細胞生化学 名古屋市立大学大学院医学研究科・医学部

研究内容

  1. 繊毛の形成機序の解明
  2. 一次繊毛または運動性繊毛のいずれかがほぼ全ての細胞に存在しています。これらの繊毛は細胞外部からの刺激を受信したり、 体内の粘液の流れを作ったりする働きがあります。繊毛の形成には様々なシグナルや転写因子が関わっていて、 非常に複雑なシグナルカスケードによって制御されています。我々は、以前にTGF-βシグナルやLARP6などの複数の因子が 繊毛の形成過程を制御していることを発見し報告しました。

    Fig1

    現在は以下のテーマで研究を進めています。

    1. 繊毛の形成過程におけるTGF-βシグナルの役割を突き止める

    2. RNA結合分子のLARP6が繊毛の形成過程で標的にしているRNAの単離

  3. 繊毛によって制御される分化の機序の解明
  4. 一次繊毛は幹細胞の表面にも認められ、外部からのシグナルを幹細胞内に伝達するために、重要な働きをしています。 外部からのシグナルを受け取った幹細胞はシグナルの刺激に依存した細胞に分化し、様々な組織を形成していきます。 そこで、我々は繊毛によって制御される細胞分化、組織形成の解析を行っています。
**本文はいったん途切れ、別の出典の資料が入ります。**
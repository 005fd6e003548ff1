//! Pure calculation functions for thumbnail and watermark geometry.
//!
//! All functions here are pure and testable without any I/O or images.

use super::params::Quality;
use crate::config::{HAlign, Position, RepeatMode, VAlign};

/// Which target edge drives the uniform scale factor.
#[derive(Debug, Clone, Copy, PartialEq, Eq)]
pub enum ResizeAxis {
    Width,
    Height,
}

/// How a source is scaled and cropped to fill a target exactly.
#[derive(Debug, Clone, Copy, PartialEq, Eq)]
pub struct ResizePlan {
    pub axis: ResizeAxis,
    pub resized_width: u32,
    pub resized_height: u32,
    pub crop_x: u32,
    pub crop_y: u32,
}

/// Plan a cover-fit resize followed by a centered crop.
///
/// When the source is relatively wider than the target, the height is scaled
/// to the target height and the width overflows; otherwise the width is
/// matched and the height overflows. Equal ratios take the width branch.
/// The overflowing edge is rounded up so the crop window always fits.
///
/// Both dimensions of `source` and `target` must be non-zero.
///
/// # Examples
/// ```
/// # use thumbgen::imaging::{plan_resize, ResizeAxis};
/// // 400x300 (4:3) into 200x200: height drives, width overflows to 267
/// let plan = plan_resize((400, 300), (200, 200));
/// assert_eq!(plan.axis, ResizeAxis::Height);
/// assert_eq!((plan.resized_width, plan.resized_height), (267, 200));
/// assert_eq!((plan.crop_x, plan.crop_y), (33, 0));
/// ```
pub fn plan_resize(source: (u32, u32), target: (u32, u32)) -> ResizePlan {
    let (src_w, src_h) = (source.0 as u64, source.1 as u64);
    let (tgt_w, tgt_h) = (target.0 as u64, target.1 as u64);

    // src_w / src_h > tgt_w / tgt_h, compared without rounding
    if src_w * tgt_h > tgt_w * src_h {
        let resized_width = (tgt_h * src_w).div_ceil(src_h);
        ResizePlan {
            axis: ResizeAxis::Height,
            resized_width: resized_width as u32,
            resized_height: target.1,
            crop_x: ((resized_width - tgt_w) / 2) as u32,
            crop_y: 0,
        }
    } else {
        let resized_height = (tgt_w * src_h).div_ceil(src_w);
        ResizePlan {
            axis: ResizeAxis::Width,
            resized_width: target.0,
            resized_height: resized_height as u32,
            crop_x: 0,
            crop_y: ((resized_height - tgt_h) / 2) as u32,
        }
    }
}

/// Map encoding quality to a PNG compression level (0–9).
///
/// `round(9 - quality * 0.09)` with halves rounded up, so higher quality means
/// less compression. Computed in integers to avoid `0.09` representation error.
pub fn png_compression_level(quality: Quality) -> u8 {
    ((900 - 9 * quality.value() + 50) / 100) as u8
}

/// Top-left corner of a watermark of size `cell` inside `canvas`.
///
/// Offsets push the watermark away from the aligned edge for `left`/`right`
/// and `top`/`bottom`, and shift it right/down when centered. The result is
/// negative when the watermark does not fit.
pub fn watermark_origin(canvas: (u32, u32), cell: (u32, u32), position: &Position) -> (i64, i64) {
    let (canvas_w, canvas_h) = (canvas.0 as i64, canvas.1 as i64);
    let (cell_w, cell_h) = (cell.0 as i64, cell.1 as i64);
    let (offset_x, offset_y) = (position.x as i64, position.y as i64);

    let x = match position.h_align {
        HAlign::Right => canvas_w - cell_w - offset_x,
        HAlign::Center => half_rounded(canvas_w) - half_rounded(cell_w) + offset_x,
        HAlign::Left => offset_x,
    };
    let y = match position.v_align {
        VAlign::Bottom => canvas_h - cell_h - offset_y,
        VAlign::Middle => half_rounded(canvas_h) - half_rounded(cell_h) + offset_y,
        VAlign::Top => offset_y,
    };
    (x, y)
}

/// `round(value / 2)` with halves away from zero, for non-negative values.
fn half_rounded(value: i64) -> i64 {
    (value + 1) / 2
}

/// Every cell origin a watermark is composited at, in drawing order.
///
/// Repeating axes start at zero and step by cell size plus padding until the
/// canvas edge; non-repeating axes use `origin`. For `repeat-xy` the x loop is
/// outermost.
pub fn tile_origins(
    mode: RepeatMode,
    origin: (i64, i64),
    cell: (u32, u32),
    padding: (u32, u32),
    canvas: (u32, u32),
) -> Vec<(i64, i64)> {
    let columns = || axis_steps(cell.0, padding.0, canvas.0);
    let rows = || axis_steps(cell.1, padding.1, canvas.1);

    match mode {
        RepeatMode::NoRepeat => vec![origin],
        RepeatMode::RepeatX => columns().map(|x| (x, origin.1)).collect(),
        RepeatMode::RepeatY => rows().map(|y| (origin.0, y)).collect(),
        RepeatMode::RepeatXy => columns()
            .flat_map(|x| rows().map(move |y| (x, y)))
            .collect(),
    }
}

fn axis_steps(cell: u32, padding: u32, extent: u32) -> impl Iterator<Item = i64> {
    let step = (cell as usize + padding as usize).max(1);
    (0..extent as i64).step_by(step)
}

// =============================================================================
// Alpha on GD's 7-bit scale
// =============================================================================

/// Fully transparent on the 7-bit scale. Zero is fully opaque.
pub const GD_TRANSPARENT: u8 = 127;

/// Convert an 8-bit alpha (255 = opaque) to the 7-bit scale (0 = opaque).
pub fn to_gd_alpha(alpha: u8) -> u8 {
    GD_TRANSPARENT - (alpha >> 1)
}

/// Convert a 7-bit alpha (0 = opaque) back to 8-bit (255 = opaque).
pub fn from_gd_alpha(gd_alpha: u8) -> u8 {
    let gd_alpha = gd_alpha.min(GD_TRANSPARENT);
    255 - ((gd_alpha << 1) + (gd_alpha >> 6))
}

/// Rescale one pixel's 7-bit alpha for the requested opacity.
///
/// `min_alpha` is the most opaque value present in the watermark. When the
/// watermark has any non-transparent pixel, that pixel lands exactly at the
/// requested opacity and every other pixel keeps its relative transparency.
/// A fully transparent watermark takes the additive branch, which always
/// saturates at [`GD_TRANSPARENT`].
///
/// The result is truncated toward zero and clamped to `0..=127`.
pub fn scaled_gd_alpha(alpha: u8, min_alpha: u8, opacity_percent: u32) -> u8 {
    let fraction = opacity_percent as f64 / 100.0;
    let alpha = alpha as f64;
    let full = GD_TRANSPARENT as f64;

    let scaled = if min_alpha != GD_TRANSPARENT {
        full + full * fraction * (alpha - full) / (full - min_alpha as f64)
    } else {
        alpha + full * fraction
    };
    scaled.clamp(0.0, full) as u8
}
    1. 気管支上皮、上衣細胞、卵管などに存在する多繊毛細胞の分化機序

    2. 神経幹細胞の繊毛の役割の解明

    Fig1

  5. 繊毛の異常によって引き起こされる先天性疾患の病態機序の解明
  6. 一次繊毛、運動性繊毛の機能の異常はそれぞれ異なった症状を呈する先天性異常を引き起こします。 これらを総称して繊毛病と呼びます。一次繊毛の異常では、小脳虫部欠損、下部脳幹形成異常、重度精神運動発達遅滞、 網膜変性症、脈絡膜欠損、眼瞼下垂、口腔異常、顔面と指(趾)奇形、肝線維症、嚢胞腎、ネフロン癆など合併し、 運動性繊毛の異常では、慢性副鼻腔炎、気管支拡張症、内臓逆位、男性不妊症、女性不妊症、角膜異常、 網膜色素変性症などを認めます。繊毛病の症例数の報告はまだまだ多くないですが、症状は全身に及び重篤になる ケースが多いです。我々は、繊毛病の病態を解明し、繊毛病患者のQOLの向上を目指した治療の開発の礎になる研究を目指しています。